Regarding the use of intra-oral appliances, there are 2 different approaches to treat TMD and both use appliances. I’m often asked “What type of splint do you use?
Dentists who treat TMD by occlusal adjustment or “equilibration” have patients wear a splint in between appointments. The splints are often named after the dentist whose approach to bite adjustment the dentist follows. The goal of a splint (worn usually on the top teeth at night but some are worn on the lower teeth (mandibular) such as the Tanner splint) is to calm the painful muscles of the jaw/face and allow the teeth to be “equilibrated” or adjusted to match the changes in the TMJ. This continues until the TMJ stops changing, usually taking several months.
Orthotics are used by those dentists who ascribe (and research supports) to the approach that damaged TMJ’s can be rehabilitated to normal or near normal motion, comfort, and stability while leaving the teeth as they were. I see it happen every day, as do my colleagues. Orthotics are proven to restore motion, comfort and stability in many cases without changes to the bite. There are several types of orthotics used for different joint conditions and some are also named after the dentists who introduced them. There are reasons that the bite may not align after rehabilitation of the TMJ, but most patients tolerate it well.

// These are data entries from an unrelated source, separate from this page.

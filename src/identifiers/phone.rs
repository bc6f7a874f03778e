use super::digits::ascii_digits;

/// Length of an Iranian mobile number in national format (`09xxxxxxxxx`).
pub const PHONE_LENGTH: usize = 11;

/// Check whether `phone` is an Iranian mobile number: exactly 11 digits
/// starting with `09`, ignoring separators.
pub fn is_valid_iranian_phone(phone: &str) -> bool {
    let digits = ascii_digits(phone);
    digits.len() == PHONE_LENGTH && digits.starts_with("09")
}

/// ASCII digits of a phone number with separators removed.
pub fn normalize_phone(phone: &str) -> String {
    ascii_digits(phone)
}

#[cfg(test)]
mod tests {
    use super::*;

    #[test]
    fn mobile_numbers() {
        assert!(is_valid_iranian_phone("09123456789"));
        assert!(is_valid_iranian_phone("0912 345 6789"));
        assert!(is_valid_iranian_phone("0912-345-6789"));
    }

    #[test]
    fn rejects_wrong_shape() {
        assert!(!is_valid_iranian_phone("0912345678"));
        assert!(!is_valid_iranian_phone("08123456789"));
        assert!(!is_valid_iranian_phone("091234567890"));
        assert!(!is_valid_iranian_phone(""));
    }

    #[test]
    fn normalizes() {
        assert_eq!(normalize_phone("۰۹۱۲ ۳۴۵ ۶۷۸۹"), "09123456789");
    }
}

One orthotic I use often is a “pivot” or decompression orthotic. Placing it over the lower back teeth creates a “see-saw” action that reduces the compression in the TMJ. It’s initially used for painful joint compression or dislocated discs as it helps restore them back into position. As the joint becomes re-aligned the associated muscle tension from an arthritic, dislocated, or damaged TMJ is reduced or eliminated over 2-3 months. (Clinical observation of patients treated with pivot splint) It’s a simple appearing appliance. It requires adjustment to match the restoration of the joint. I have found over my 30 years of using it that it’s very effective but isn’t as effective for nighttime use as other orthotics.
The pivot orthotic is the “workhorse” of orthopedic therapy and often the initial appliance I use to begin the healing and repair of damaged TMJ discs and joints.
Myalgia orthotics are used to manage muscle pain in many types of cases. I utilize it most often in situations where patients need an appliance to calm down chronic muscle pain from a stable, arthritic joint. It is typically made for the lower teeth but can be used in some cases on the upper arch.
Myalgia orthotics are typically mandibular orthotics (lower teeth). In some nighttime applications it can be made to fit the upper jaw. It is sometimes called a “stabilization” orthotic. It can be mistaken for a “centric” splint but has different design features and purpose than those used to facilitate “equilibration” of teeth.
Research has shown that upper teeth (maxillary)night guards, and sometimes orthotics- but not as often, can exacerbate sleep apnea and other breathing disorders of sleep. If you have a maxillary nightguard and can’t tolerate it, or remove it during sleep, you have a likelihood of having an underlying sleep apnea/breathing disorder. Patients who report clenching harder when wearing an “upper nightguard” should also be evaluated for an underlying sleep disorder.